Proibir a venda de andarilhos seria a solução? «Proibir apenas em Portugal não fará muito sentido, pois facilmente se compraria um andarilho em Espanha.»
A discussão sobre o perigo dos andarilhos já fez correr muita tinta pelo mundo fora, principalmente no Reino Unido e nos EUA. A Academia Americana de Pediatria (AAP) recomenda a proibição de andarilhos desde 1995. No entanto, e apesar de em 2001 terem sido registados mais de seis mil acidentes com crianças em andarilhos, o governo americano ainda não tomou qualquer medida nesse sentido. Ao longo destes anos, a AAP tem feito vários comunicados dirigidos aos pais, desencorajando-os a comprar os aparelhos.
Em Portugal, a recomendação surge até no Boletim de Saúde Infantil e Juvenil: «Os andarilhos (aranhas, voadores) provocam muitos acidentes: quedas, entalões, queimaduras, pancadas na cabeça, e não ajudam a andar, pelo contrário, podem atrasar», lê-se nos conselhos aos pais. Os especialistas recomendam ainda, a quem tiver um andarilho em casa, que, antes de o deitar para o lixo, o destrua até ficar inutilizado, para que ninguém possa mesmo voltar a usá-lo.
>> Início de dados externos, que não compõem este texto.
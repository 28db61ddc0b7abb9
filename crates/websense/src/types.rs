//! Core data types shared by every pipeline stage.

use std::collections::HashMap;

use serde::{Deserialize, Serialize};
use serde_json::Value;

/// A JSON-schema-shaped description of the data to extract.
pub type SchemaSpec = Value;

/// A sample of the data to extract, used to infer a [`SchemaSpec`].
pub type ExampleSpec = Value;

/// The structured data returned by the generation service.
pub type ExtractedData = Value;

/// Raw response captured by the fetcher.
#[derive(Debug, Clone, Serialize, Deserialize)]
pub struct FetchResult {
    /// Requested URL.
    pub url: String,
    /// HTTP status code of the successful attempt.
    pub status_code: u16,
    /// Raw response body.
    pub body: String,
    /// Response headers.
    pub headers: HashMap<String, String>,
}

/// A single candidate returned by a search provider.
#[derive(Debug, Clone, PartialEq, Eq, Serialize, Deserialize)]
pub struct SearchHit {
    pub title: String,
    pub url: String,
    pub snippet: String,
}

/// Errors that can occur anywhere in the WebSense pipeline.
#[derive(thiserror::Error, Debug)]
pub enum WebSenseError {
    #[error("Failed to fetch {url} after {attempts} attempt(s): {cause}")]
    Fetch {
        url: String,
        attempts: u32,
        cause: String,
    },

    #[error("Configuration error: {0}")]
    Configuration(String),

    #[error("Extraction service error: {0}")]
    ExtractionService(String),

    #[error("Search error: {0}")]
    Search(String),

    #[error("IO error: {0}")]
    Io(#[from] std::io::Error),

    #[error("JSON error: {0}")]
    Json(#[from] serde_json::Error),
}

/// Convenience result type.
pub type WebSenseResult<T> = Result<T, WebSenseError>;
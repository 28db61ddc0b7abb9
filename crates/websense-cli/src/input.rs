//! JSON arguments that may be given inline or as a file path.

use std::path::Path;

use anyhow::{anyhow, bail, Context};
use serde_json::Value;

/// Parse a `--schema` / `--example` argument.
///
/// Text that starts with `{` or `[` is parsed inline. Anything else is
/// treated as a path first, then tried inline once more before giving up.
pub fn parse_json_input(input: &str) -> anyhow::Result<Value> {
    let trimmed = input.trim();
    if trimmed.starts_with('{') || trimmed.starts_with('[') {
        return serde_json::from_str(trimmed).context("Invalid JSON string");
    }

    let path = Path::new(trimmed);
    if path.exists() {
        if !path.is_file() {
            bail!("'{}' exists but is not a file", path.display());
        }
        let text = std::fs::read_to_string(path)
            .with_context(|| format!("Failed to read '{}'", path.display()))?;
        return serde_json::from_str(&text)
            .with_context(|| format!("Invalid JSON in file '{}'", path.display()));
    }

    serde_json::from_str(trimmed).map_err(|_| {
        anyhow!("Input is neither a valid JSON string nor an existing file: {trimmed}")
    })
}

/// Where [`parse_json_input`] will take `input` from: `"file"` or `"string"`.
pub fn json_input_source(input: &str) -> &'static str {
    let trimmed = input.trim();
    if !trimmed.starts_with('{') && !trimmed.starts_with('[') && Path::new(trimmed).is_file() {
        "file"
    } else {
        "string"
    }
}
//! The scraping pipeline: fetch, clean, resolve schema, extract.
//!
//! Stages run strictly one after another and any failure aborts the call
//! with the stage's own error. No partial results are returned.

use std::sync::Arc;

use serde_json::Value;

use crate::cleaner::Cleaner;
use crate::extractor::{ExtractOptions, Extractor};
use crate::fetcher::{Fetcher, FetcherConfig};
use crate::llm::ExtractionConfig;
use crate::search::{DuckDuckGoSearch, SearchProvider};
use crate::types::{ExampleSpec, ExtractedData, SchemaSpec, WebSenseError, WebSenseResult};

/// Default number of search candidates tried by `search_and_scrape`.
pub const DEFAULT_MAX_RESULTS: usize = 3;

/// What to extract from a page, and how to present the page to the model.
#[derive(Debug, Clone, PartialEq)]
pub struct ScrapeOptions {
    pub schema: Option<SchemaSpec>,
    pub example: Option<ExampleSpec>,
    /// Render markdown (true) or flattened text (false).
    pub convert_markdown: bool,
    pub extract: ExtractOptions,
}

impl Default for ScrapeOptions {
    fn default() -> Self {
        Self {
            schema: None,
            example: None,
            convert_markdown: true,
            extract: ExtractOptions::default(),
        }
    }
}

impl ScrapeOptions {
    pub fn with_schema(schema: SchemaSpec) -> Self {
        Self {
            schema: Some(schema),
            ..Self::default()
        }
    }

    pub fn with_example(example: ExampleSpec) -> Self {
        Self {
            example: Some(example),
            ..Self::default()
        }
    }

    pub fn plain_text(mut self) -> Self {
        self.convert_markdown = false;
        self
    }

    pub fn extract_options(mut self, extract: ExtractOptions) -> Self {
        self.extract = extract;
        self
    }
}

/// Composes one fetcher, one cleaner and one extractor.
#[derive(Clone)]
pub struct Scraper {
    fetcher: Fetcher,
    cleaner: Cleaner,
    extractor: Extractor,
    search: Arc<dyn SearchProvider>,
}

impl std::fmt::Debug for Scraper {
    fn fmt(&self, f: &mut std::fmt::Formatter<'_>) -> std::fmt::Result {
        f.debug_struct("Scraper")
            .field("fetcher", &self.fetcher)
            .field("cleaner", &self.cleaner)
            .finish_non_exhaustive()
    }
}

impl Scraper {
    /// Scraper with default fetcher, cleaner and search, extracting through
    /// the service described by `config`.
    pub fn new(config: ExtractionConfig) -> WebSenseResult<Self> {
        Self::builder().extractor(Extractor::new(config)?).build()
    }

    pub fn builder() -> ScraperBuilder {
        ScraperBuilder::default()
    }

    pub fn fetcher(&self) -> &Fetcher {
        &self.fetcher
    }

    pub fn cleaner(&self) -> &Cleaner {
        &self.cleaner
    }

    /// Fetch `url` and return its cleaned content without extraction.
    pub async fn get_content(&self, url: &str, convert_markdown: bool) -> WebSenseResult<String> {
        let page = self.fetcher.fetch(url).await?;
        let content = if convert_markdown {
            self.cleaner.to_markdown(&page.body)
        } else {
            self.cleaner.to_text(&page.body)
        };
        tracing::info!(
            "Cleaned {url}: {} bytes of HTML -> {} characters of {}",
            page.body.len(),
            content.chars().count(),
            if convert_markdown { "markdown" } else { "text" }
        );
        Ok(content)
    }

    /// Run the full pipeline for one URL.
    pub async fn scrape(
        &self,
        url: &str,
        options: &ScrapeOptions,
    ) -> WebSenseResult<ExtractedData> {
        let content = self.get_content(url, options.convert_markdown).await?;
        let data = self
            .extractor
            .extract(
                &content,
                options.schema.as_ref(),
                options.example.as_ref(),
                &options.extract,
            )
            .await?;
        tracing::info!("Extracted structured data from {url}");
        Ok(data)
    }

    /// Search for `query` and scrape candidates in rank order, returning the
    /// first result judged good. Failed candidates are skipped.
    pub async fn search_and_scrape(
        &self,
        query: &str,
        options: &ScrapeOptions,
        max_results: usize,
    ) -> WebSenseResult<ExtractedData> {
        let hits = self.search.search(query, max_results).await?;
        if hits.is_empty() {
            return Err(WebSenseError::Search(format!("no results for '{query}'")));
        }

        for hit in &hits {
            match self.scrape(&hit.url, options).await {
                Ok(data) if is_good_result(&data) => {
                    tracing::info!("Using result from {}", hit.url);
                    return Ok(data);
                }
                Ok(_) => tracing::info!("Result from {} judged poor; trying next", hit.url),
                // Misconfiguration fails identically for every candidate.
                Err(e @ WebSenseError::Configuration(_)) => return Err(e),
                Err(e) => tracing::warn!("Skipping {}: {e}", hit.url),
            }
        }

        Err(WebSenseError::Search(format!(
            "none of {} candidate page(s) produced a good result for '{query}'",
            hits.len()
        )))
    }
}

/// Good unless a `quality` field says otherwise. The first `quality` field
/// found (depth-first, document order) decides.
pub fn is_good_result(data: &Value) -> bool {
    match find_quality(data) {
        Some(Value::String(quality)) => quality.trim().eq_ignore_ascii_case("good"),
        Some(_) => false,
        None => true,
    }
}

fn find_quality(value: &Value) -> Option<&Value> {
    match value {
        Value::Object(map) => map
            .get("quality")
            .or_else(|| map.values().find_map(find_quality)),
        Value::Array(items) => items.iter().find_map(find_quality),
        _ => None,
    }
}

/// Assembles a [`Scraper`] from explicitly supplied parts.
#[derive(Default)]
pub struct ScraperBuilder {
    fetcher: Option<Fetcher>,
    cleaner: Option<Cleaner>,
    extractor: Option<Extractor>,
    search: Option<Arc<dyn SearchProvider>>,
}

impl ScraperBuilder {
    pub fn fetcher(mut self, fetcher: Fetcher) -> Self {
        self.fetcher = Some(fetcher);
        self
    }

    pub fn cleaner(mut self, cleaner: Cleaner) -> Self {
        self.cleaner = Some(cleaner);
        self
    }

    pub fn extractor(mut self, extractor: Extractor) -> Self {
        self.extractor = Some(extractor);
        self
    }

    pub fn search(mut self, search: Arc<dyn SearchProvider>) -> Self {
        self.search = Some(search);
        self
    }

    /// Fill in defaults for fetcher, cleaner and search. The extractor has
    /// no default because it needs credentials.
    pub fn build(self) -> WebSenseResult<Scraper> {
        let extractor = self.extractor.ok_or_else(|| {
            WebSenseError::Configuration("scraper requires an extractor".to_string())
        })?;
        let fetcher = match self.fetcher {
            Some(fetcher) => fetcher,
            None => Fetcher::new(FetcherConfig::default())?,
        };
        let search: Arc<dyn SearchProvider> = match self.search {
            Some(search) => search,
            None => Arc::new(DuckDuckGoSearch::new()?),
        };

        Ok(Scraper {
            fetcher,
            cleaner: self.cleaner.unwrap_or_default(),
            extractor,
            search,
        })
    }
}

#[cfg(test)]
mod tests {
    use super::*;
    use serde_json::json;

    #[test]
    fn quality_judgement() {
        assert!(is_good_result(&json!({ "title": "x" })));
        assert!(is_good_result(&json!({ "page": { "quality": "Good" } })));
        assert!(!is_good_result(&json!({ "page": { "quality": "poor" } })));
        assert!(!is_good_result(&json!({ "items": [{ "quality": 3 }] })));
        assert!(is_good_result(&json!({ "quality": "good", "nested": { "quality": "poor" } })));
    }

    #[test]
    fn builder_requires_extractor() {
        let err = Scraper::builder().build().unwrap_err();
        assert!(matches!(err, WebSenseError::Configuration(_)));
    }

    #[test]
    fn scrape_options_defaults() {
        let options = ScrapeOptions::with_schema(json!({ "type": "object" }));
        assert!(options.convert_markdown);
        assert!(options.example.is_none());
        assert_eq!(options.extract, ExtractOptions::default());
        assert!(!options.plain_text().convert_markdown);
    }
}
//! Reduce raw HTML to readable text or markdown.
//!
//! Non-content elements (scripts, navigation, chrome) are dropped together
//! with everything inside them. Parsing goes through `scraper`, which
//! tolerates malformed markup, so neither rendering can fail.

use std::collections::BTreeSet;

use scraper::{Html, Node};

/// Elements removed by default before rendering.
pub const DEFAULT_NOISY_ELEMENTS: [&str; 9] = [
    "script", "style", "nav", "footer", "header", "aside", "noscript", "iframe", "svg",
];

/// The set of element names the cleaner strips.
#[derive(Debug, Clone, PartialEq, Eq)]
pub struct CleanerConfig {
    pub noisy_element_names: BTreeSet<String>,
}

impl Default for CleanerConfig {
    fn default() -> Self {
        Self {
            noisy_element_names: DEFAULT_NOISY_ELEMENTS
                .iter()
                .map(|s| s.to_string())
                .collect(),
        }
    }
}

/// HTML cleaner, stateless beyond its noisy-element set.
#[derive(Debug, Clone, Default)]
pub struct Cleaner {
    config: CleanerConfig,
}

impl Cleaner {
    pub fn new() -> Self {
        Self::default()
    }

    /// Build a cleaner that strips exactly `names`.
    pub fn with_noisy_elements<I, S>(names: I) -> Self
    where
        I: IntoIterator<Item = S>,
        S: AsRef<str>,
    {
        Self {
            config: CleanerConfig {
                noisy_element_names: names
                    .into_iter()
                    .map(|s| s.as_ref().trim().to_ascii_lowercase())
                    .filter(|s| !s.is_empty())
                    .collect(),
            },
        }
    }

    /// Build a cleaner that strips the default set plus `extra`.
    pub fn with_extra_noise<I, S>(extra: I) -> Self
    where
        I: IntoIterator<Item = S>,
        S: AsRef<str>,
    {
        let names = DEFAULT_NOISY_ELEMENTS
            .iter()
            .map(|s| s.to_string())
            .chain(extra.into_iter().map(|s| s.as_ref().to_string()))
            .collect::<Vec<_>>();
        Self::with_noisy_elements(names)
    }

    pub fn config(&self) -> &CleanerConfig {
        &self.config
    }

    fn is_noisy(&self, name: &str) -> bool {
        self.config.noisy_element_names.contains(name)
    }

    /// Flatten `html` to plain text: one text run per line, each line
    /// trimmed, blank lines dropped.
    pub fn to_text(&self, html: &str) -> String {
        if html.trim().is_empty() {
            return String::new();
        }

        let document = Html::parse_document(html);
        let mut runs: Vec<&str> = Vec::new();

        for node in document.tree.root().descendants() {
            let Node::Text(text) = node.value() else {
                continue;
            };
            let inside_noise = node.ancestors().any(|ancestor| match ancestor.value() {
                Node::Element(el) => self.is_noisy(el.name()),
                _ => false,
            });
            if !inside_noise {
                runs.push(text);
            }
        }

        normalize_lines(&runs.join("\n"))
    }

    /// Render `html` to markdown after removing noisy elements.
    pub fn to_markdown(&self, html: &str) -> String {
        if html.trim().is_empty() {
            return String::new();
        }

        let skip: Vec<&str> = self
            .config
            .noisy_element_names
            .iter()
            .map(String::as_str)
            .collect();
        let converter = htmd::HtmlToMarkdown::builder().skip_tags(skip).build();

        match converter.convert(html) {
            Ok(markdown) => markdown.trim().to_string(),
            Err(e) => {
                // htmd only fails on writer errors; fall back to flat text.
                tracing::warn!("Markdown conversion failed, using plain text: {e}");
                self.to_text(html)
            }
        }
    }
}

/// Trim every line and drop the empty ones.
fn normalize_lines(text: &str) -> String {
    text.lines()
        .map(str::trim)
        .filter(|line| !line.is_empty())
        .collect::<Vec<_>>()
        .join("\n")
}

#[cfg(test)]
mod tests {
    use super::*;

    #[test]
    fn removes_tags() {
        let html = "<div><p>Hello <b>World</b></p></div>";
        assert_eq!(Cleaner::new().to_text(html), "Hello\nWorld");
    }

    #[test]
    fn removes_noise() {
        let html = r#"
        <html>
            <body>
                <script>console.log('remove me');</script>
                <style>.css { color: red; }</style>
                <nav>Menu</nav>
                <p>Content</p>
                <footer>Footer</footer>
            </body>
        </html>
        "#;
        assert_eq!(Cleaner::new().to_text(html), "Content");
    }

    #[test]
    fn only_noise_yields_empty() {
        let html = "<script>x()</script><nav><a href='/'>Home</a></nav><aside>Ad</aside><svg><text>logo</text></svg>";
        assert_eq!(Cleaner::new().to_text(html), "");
        assert_eq!(Cleaner::new().to_markdown(html), "");
    }

    #[test]
    fn handles_empty_and_whitespace() {
        let cleaner = Cleaner::new();
        assert_eq!(cleaner.to_text(""), "");
        assert_eq!(cleaner.to_text("   \n\t   "), "");
        assert_eq!(cleaner.to_markdown(""), "");
        assert_eq!(cleaner.to_markdown(" \n "), "");
    }

    #[test]
    fn handles_nested_structure() {
        let html = r#"
        <div>
            <h1>Header</h1>
            <section>
                <p>Paragraph 1</p>
                <br>
                <p>Paragraph 2</p>
            </section>
        </div>
        "#;
        assert_eq!(
            Cleaner::new().to_text(html),
            "Header\nParagraph 1\nParagraph 2"
        );
    }

    #[test]
    fn tolerates_malformed_html() {
        let html = "<main><h1>Broken<h1><p>Still readable";
        let text = Cleaner::new().to_text(html);
        assert!(text.contains("Broken"));
        assert!(text.contains("Still readable"));
    }

    #[test]
    fn extra_noise_is_removed() {
        let cleaner = Cleaner::with_extra_noise(["Banner"]);
        let html = "<div><banner>Buy now</banner><p>Article</p></div>";
        assert_eq!(cleaner.to_text(html), "Article");
        assert!(cleaner.config().noisy_element_names.contains("script"));
    }

    #[test]
    fn custom_set_replaces_defaults() {
        let cleaner = Cleaner::with_noisy_elements(["footer"]);
        let html = "<nav>Menu</nav><p>Body</p><footer>Foot</footer>";
        assert_eq!(cleaner.to_text(html), "Menu\nBody");
    }

    #[test]
    fn markdown_keeps_structure() {
        let html = "<header>Site</header><h1>Title</h1><p>Some <strong>bold</strong> text with a <a href=\"https://example.com\">link</a>.</p><ul><li>One</li><li>Two</li></ul>";
        let markdown = Cleaner::new().to_markdown(html);
        assert!(markdown.contains("# Title"));
        assert!(markdown.contains("**bold**"));
        assert!(markdown.contains("[link](https://example.com)"));
        assert!(markdown.contains("One"));
        assert!(!markdown.contains("Site"));
    }

    #[test]
    fn output_is_deterministic() {
        let html = "<div><p>A</p><script>b</script><p>C</p></div>";
        let cleaner = Cleaner::new();
        assert_eq!(cleaner.to_text(html), cleaner.to_text(html));
        assert_eq!(cleaner.to_markdown(html), cleaner.to_markdown(html));
    }
}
Um estudo publicado no British Medical Journal, em Junho de 2002, arrasou de vez com as teorias que diziam que os andarilhos estimulavam a aquisição da marcha. Uma investigação da Universidade de Fisioterapeutas de Dublin concluiu que por cada 24 horas em cima de um andarilho, um bebé atrasava o início da marcha mais de três dias. Para chegar a estes números, os investigadores analisaram a evolução do desenvolvimento motor de 190 bebés saudáveis. Segundo explicaram, os bebés que utilizam andarilhos «andam sem carregar o peso do próprio corpo, o que faz com que os seus músculos e ossos não se desenvolvam normalmente».